The first published case of unilateral agenesis of the adnexum was in 1923,^[6] while other cases have been reported recently, possibly due to the increasing use of diagnostic laparoscopy.^[3,4] Unlike the case presented, unilateral congenital agenesis of the adnexum has also been associated with concurrent malformations of the uterus and/or the urinary tract, such as unicornuate uterus and unilateral renal agenesis.^[7] However, the explanation for the presence or absence of concurrent anomalies aside from the agenesis of the adnexum remains to be established. In all, women without concurrent uterine anomaly stand a higher probability of spontaneous conception and delivery, although they stand to pass unrecognized unless with incidental findings. On the other hand, associated background infertility increases the probability of diagnosis since it requires additional investigative modalities that may aid in the diagnosis.

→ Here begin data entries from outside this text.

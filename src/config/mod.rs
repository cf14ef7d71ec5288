//! Configuration management module.
//!
//! This module handles loading and saving the dashboard configuration: service
//! endpoints, credentials, weather location, storage and playback settings.
//! Credentials are only ever read at run time from this file or from the
//! environment.

mod error;

pub use error::ConfigError;

use crate::error::AppError;
use serde::{Deserialize, Serialize};
use std::{
    env, fs,
    io::Write,
    path::{Path, PathBuf},
    time::Duration,
};

const FILE_NAME: &str = "config.yml";
const DEFAULT_DIRECTORY_PATH: &str = ".config/dashboard-tui";
const DATA_DIRECTORY_NAME: &str = "dashboard-tui";

const WEATHER_KEY_ENV: &str = "WEATHER_API_KEY";
const OPENAI_KEY_ENV: &str = "OPENAI_API_KEY";

/// One week.
const MAX_REFRESH_MINUTES: u64 = 7 * 24 * 60;

/// Oversees management of configuration file.
///
#[derive(Clone, Debug)]
pub struct Config {
    pub weather_api_key: Option<String>,
    pub openai_api_key: Option<String>,
    pub weather_base_url: String,
    pub openai_base_url: String,
    pub location: String,
    pub units: String,
    pub language: String,
    pub weather_refresh_minutes: u64,
    pub data_dir: Option<PathBuf>,
    pub player_command: Vec<String>,
    pub log_level: String,
    file_path: Option<PathBuf>,
}

/// Define specification for configuration file.
///
#[derive(Serialize, Deserialize)]
struct FileSpec {
    #[serde(default, skip_serializing_if = "Option::is_none")]
    pub weather_api_key: Option<String>,
    #[serde(default, skip_serializing_if = "Option::is_none")]
    pub openai_api_key: Option<String>,
    #[serde(default = "default_weather_base_url")]
    pub weather_base_url: String,
    #[serde(default = "default_openai_base_url")]
    pub openai_base_url: String,
    #[serde(default = "default_location")]
    pub location: String,
    #[serde(default = "default_units")]
    pub units: String,
    #[serde(default = "default_language")]
    pub language: String,
    #[serde(default = "default_weather_refresh_minutes")]
    pub weather_refresh_minutes: u64,
    #[serde(default, skip_serializing_if = "Option::is_none")]
    pub data_dir: Option<PathBuf>,
    #[serde(default = "default_player_command")]
    pub player_command: Vec<String>,
    #[serde(default = "default_log_level")]
    pub log_level: String,
}

fn default_weather_base_url() -> String {
    "https://api.openweathermap.org".to_string()
}

fn default_openai_base_url() -> String {
    "https://api.openai.com/v1".to_string()
}

fn default_location() -> String {
    "Seoul".to_string()
}

fn default_units() -> String {
    "metric".to_string()
}

fn default_language() -> String {
    "kr".to_string()
}

fn default_weather_refresh_minutes() -> u64 {
    30
}

fn default_player_command() -> Vec<String> {
    vec![
        "mpv".to_string(),
        "--no-video".to_string(),
        "--really-quiet".to_string(),
    ]
}

fn default_log_level() -> String {
    "info".to_string()
}

impl Default for Config {
    fn default() -> Self {
        Config::new()
    }
}

impl Config {
    /// Return a new instance holding default values.
    ///
    pub fn new() -> Config {
        Config {
            weather_api_key: None,
            openai_api_key: None,
            weather_base_url: default_weather_base_url(),
            openai_base_url: default_openai_base_url(),
            location: default_location(),
            units: default_units(),
            language: default_language(),
            weather_refresh_minutes: default_weather_refresh_minutes(),
            data_dir: None,
            player_command: default_player_command(),
            log_level: default_log_level(),
            file_path: None,
        }
    }

    /// Try to load an existing configuration from the disk using the custom
    /// directory if provided. When no file exists yet, one is written with
    /// default values so the user has something to edit.
    ///
    pub fn load(&mut self, custom_path: Option<&str>) -> Result<(), AppError> {
        let dir_path = match custom_path {
            Some(path) => Path::new(&path).to_path_buf(),
            None => Config::default_path()?,
        };

        if !dir_path.exists() {
            fs::create_dir_all(&dir_path).map_err(|e| ConfigError::CreateDirectoryFailed {
                path: dir_path.clone(),
                source: e,
            })?;
        }

        let file_path = dir_path.join(Path::new(FILE_NAME));
        self.file_path = Some(file_path.clone());

        if file_path.exists() {
            let contents = fs::read_to_string(&file_path).map_err(|e| ConfigError::LoadFailed {
                path: file_path.clone(),
                message: format!("IO error: {}", e),
            })?;
            let data: FileSpec = serde_yaml::from_str(&contents)
                .map_err(|e| ConfigError::DeserializationFailed(e.to_string()))?;
            self.apply(data);
        } else {
            self.save()?;
        }

        self.validate()?;
        Ok(())
    }

    /// Save the current configuration to disk.
    ///
    pub fn save(&self) -> Result<(), AppError> {
        let file_path = self.file_path.as_ref().ok_or(ConfigError::FilePathNotSet)?;
        let content = serde_yaml::to_string(&self.to_file_spec())
            .map_err(|e| ConfigError::SerializationFailed(e.to_string()))?;

        if let Some(parent) = file_path.parent() {
            if !parent.exists() {
                fs::create_dir_all(parent).map_err(|e| ConfigError::CreateDirectoryFailed {
                    path: parent.to_path_buf(),
                    source: e,
                })?;
            }
        }

        let mut file = fs::File::create(file_path).map_err(|e| ConfigError::SaveFailed {
            path: file_path.clone(),
            source: e,
        })?;
        write!(file, "{}", content).map_err(|e| ConfigError::SaveFailed {
            path: file_path.clone(),
            source: e,
        })?;
        file.flush().map_err(|e| ConfigError::SaveFailed {
            path: file_path.clone(),
            source: e,
        })?;
        Ok(())
    }

    /// Return the weather credential, preferring the environment over the
    /// configuration file.
    ///
    pub fn weather_api_key(&self) -> Option<String> {
        resolve_credential(env::var(WEATHER_KEY_ENV).ok(), self.weather_api_key.as_deref())
    }

    /// Return the text and speech credential, preferring the environment over
    /// the configuration file.
    ///
    pub fn openai_api_key(&self) -> Option<String> {
        resolve_credential(env::var(OPENAI_KEY_ENV).ok(), self.openai_api_key.as_deref())
    }

    /// Return the weather polling period.
    ///
    pub fn weather_refresh_interval(&self) -> Duration {
        Duration::from_secs(self.weather_refresh_minutes.saturating_mul(60))
    }

    /// Return the directory holding the persisted to-do list.
    ///
    pub fn data_dir(&self) -> Result<PathBuf, AppError> {
        if let Some(dir) = &self.data_dir {
            return Ok(dir.clone());
        }
        match dirs::data_dir() {
            Some(dir) => Ok(dir.join(DATA_DIRECTORY_NAME)),
            None => Err(ConfigError::DataDirectoryNotFound.into()),
        }
    }

    fn apply(&mut self, data: FileSpec) {
        self.weather_api_key = data.weather_api_key;
        self.openai_api_key = data.openai_api_key;
        self.weather_base_url = data.weather_base_url;
        self.openai_base_url = data.openai_base_url;
        self.location = data.location;
        self.units = data.units;
        self.language = data.language;
        self.weather_refresh_minutes = data.weather_refresh_minutes;
        self.data_dir = data.data_dir;
        self.player_command = data.player_command;
        self.log_level = data.log_level;
    }

    fn to_file_spec(&self) -> FileSpec {
        FileSpec {
            weather_api_key: self.weather_api_key.clone(),
            openai_api_key: self.openai_api_key.clone(),
            weather_base_url: self.weather_base_url.clone(),
            openai_base_url: self.openai_base_url.clone(),
            location: self.location.clone(),
            units: self.units.clone(),
            language: self.language.clone(),
            weather_refresh_minutes: self.weather_refresh_minutes,
            data_dir: self.data_dir.clone(),
            player_command: self.player_command.clone(),
            log_level: self.log_level.clone(),
        }
    }

    fn validate(&self) -> Result<(), ConfigError> {
        if self.weather_refresh_minutes == 0 {
            return Err(ConfigError::InvalidValue {
                field: "weather_refresh_minutes",
                message: "must be at least 1".to_string(),
            });
        }
        if self.weather_refresh_minutes > MAX_REFRESH_MINUTES {
            return Err(ConfigError::InvalidValue {
                field: "weather_refresh_minutes",
                message: format!("must be at most {}", MAX_REFRESH_MINUTES),
            });
        }
        if self.player_command.is_empty() {
            return Err(ConfigError::InvalidValue {
                field: "player_command",
                message: "must name a program".to_string(),
            });
        }
        if self.location.trim().is_empty() {
            return Err(ConfigError::InvalidValue {
                field: "location",
                message: "must not be empty".to_string(),
            });
        }
        Ok(())
    }

    /// Returns the path buffer for the default configuration directory or an
    /// error if the home directory could not be found.
    ///
    fn default_path() -> Result<PathBuf, AppError> {
        match dirs::home_dir() {
            Some(home) => Ok(home.join(Path::new(DEFAULT_DIRECTORY_PATH))),
            None => Err(ConfigError::HomeDirectoryNotFound.into()),
        }
    }
}

/// Pick the first non-blank credential.
///
fn resolve_credential(from_env: Option<String>, from_file: Option<&str>) -> Option<String> {
    from_env
        .filter(|key| !key.trim().is_empty())
        .or_else(|| {
            from_file
                .filter(|key| !key.trim().is_empty())
                .map(str::to_owned)
        })
}

#[cfg(test)]
mod tests {
    use super::*;

    fn temp_dir() -> PathBuf {
        env::temp_dir().join(format!("dashboard-tui-config-{}", uuid::Uuid::new_v4()))
    }

    #[test]
    fn load_writes_defaults_when_missing() {
        let dir = temp_dir();
        let mut config = Config::new();
        config.load(dir.to_str()).unwrap();

        assert!(dir.join(FILE_NAME).exists());
        assert_eq!(config.location, "Seoul");
        assert_eq!(config.weather_refresh_interval(), Duration::from_secs(1800));
        fs::remove_dir_all(dir).unwrap();
    }

    #[test]
    fn load_reads_existing_file() {
        let dir = temp_dir();
        fs::create_dir_all(&dir).unwrap();
        fs::write(
            dir.join(FILE_NAME),
            "weather_api_key: abc\nlocation: Busan\nweather_refresh_minutes: 5\n",
        )
        .unwrap();

        let mut config = Config::new();
        config.load(dir.to_str()).unwrap();
        assert_eq!(config.weather_api_key.as_deref(), Some("abc"));
        assert_eq!(config.location, "Busan");
        assert_eq!(config.units, "metric");
        assert_eq!(config.weather_refresh_interval(), Duration::from_secs(300));
        fs::remove_dir_all(dir).unwrap();
    }

    #[test]
    fn load_rejects_zero_refresh() {
        let dir = temp_dir();
        fs::create_dir_all(&dir).unwrap();
        fs::write(dir.join(FILE_NAME), "weather_refresh_minutes: 0\n").unwrap();

        let mut config = Config::new();
        assert!(config.load(dir.to_str()).is_err());
        fs::remove_dir_all(dir).unwrap();
    }

    #[test]
    fn load_rejects_oversized_refresh() {
        let dir = temp_dir();
        fs::create_dir_all(&dir).unwrap();
        fs::write(
            dir.join(FILE_NAME),
            format!("weather_refresh_minutes: {}\n", u64::MAX / 2),
        )
        .unwrap();

        let mut config = Config::new();
        let error = config.load(dir.to_str()).unwrap_err();
        assert!(error.to_string().contains("weather_refresh_minutes"));
        fs::remove_dir_all(dir).unwrap();
    }

    #[test]
    fn refresh_interval_accepts_upper_bound() {
        let mut config = Config::new();
        config.weather_refresh_minutes = MAX_REFRESH_MINUTES;
        assert!(config.validate().is_ok());
        assert_eq!(
            config.weather_refresh_interval(),
            Duration::from_secs(7 * 24 * 3600)
        );

        config.weather_refresh_minutes = u64::MAX;
        assert!(config.validate().is_err());
        assert_eq!(
            config.weather_refresh_interval(),
            Duration::from_secs(u64::MAX)
        );
    }

    #[test]
    fn save_without_path_fails() {
        assert!(Config::new().save().is_err());
    }

    #[test]
    fn resolve_credential_prefers_environment() {
        assert_eq!(
            resolve_credential(Some("env".to_string()), Some("file")),
            Some("env".to_string())
        );
        assert_eq!(
            resolve_credential(Some("  ".to_string()), Some("file")),
            Some("file".to_string())
        );
        assert_eq!(resolve_credential(None, Some("")), None);
        assert_eq!(resolve_credential(None, None), None);
    }

    #[test]
    fn data_dir_uses_override() {
        let mut config = Config::new();
        config.data_dir = Some(PathBuf::from("/tmp/todos"));
        assert_eq!(config.data_dir().unwrap(), PathBuf::from("/tmp/todos"));
    }
}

In addition, this patient had multiple ultrasound scans during pregnancy, but none was able to diagnose the condition. However, anomalies of the fallopian tube can also be diagnosed with hysterosalpingography and laparoscopy.^[7] Although ultrasonography can evaluate the external contour of the uterus and adnexum and can diagnose fetal congenital anomalies,^[8] it is not routinely used to diagnose congenital anatomical anomalies of the uterus during pregnancy. In addition, a pelvic CT scan can also be used, which however is limited to nonpregnant women. Several cases reported were associated with infertility and were diagnosed from clinical workup with hysterosalpingography showing occlusion of the affected fallopian tube and a follow-up laparoscopic evaluation showing an absent adnexa.^[2–4]

Therefore, it is worthwhile to consider assessment of other pelvis organs during imaging in non-pregnant and pregnant women to provide a holistic picture of the reproductive anatomy.

CONCLUSION

This case is an addition to the few reported cases of incidental diagnosis of agenesis of the adnexum diagnosed at cesarean section despite multiple antenatal ultrasound scan evaluations. This case report further highlights the need to consider routine assessment of other pelvic structures during routine pelvic ultrasonography in nonpregnant and pregnant women.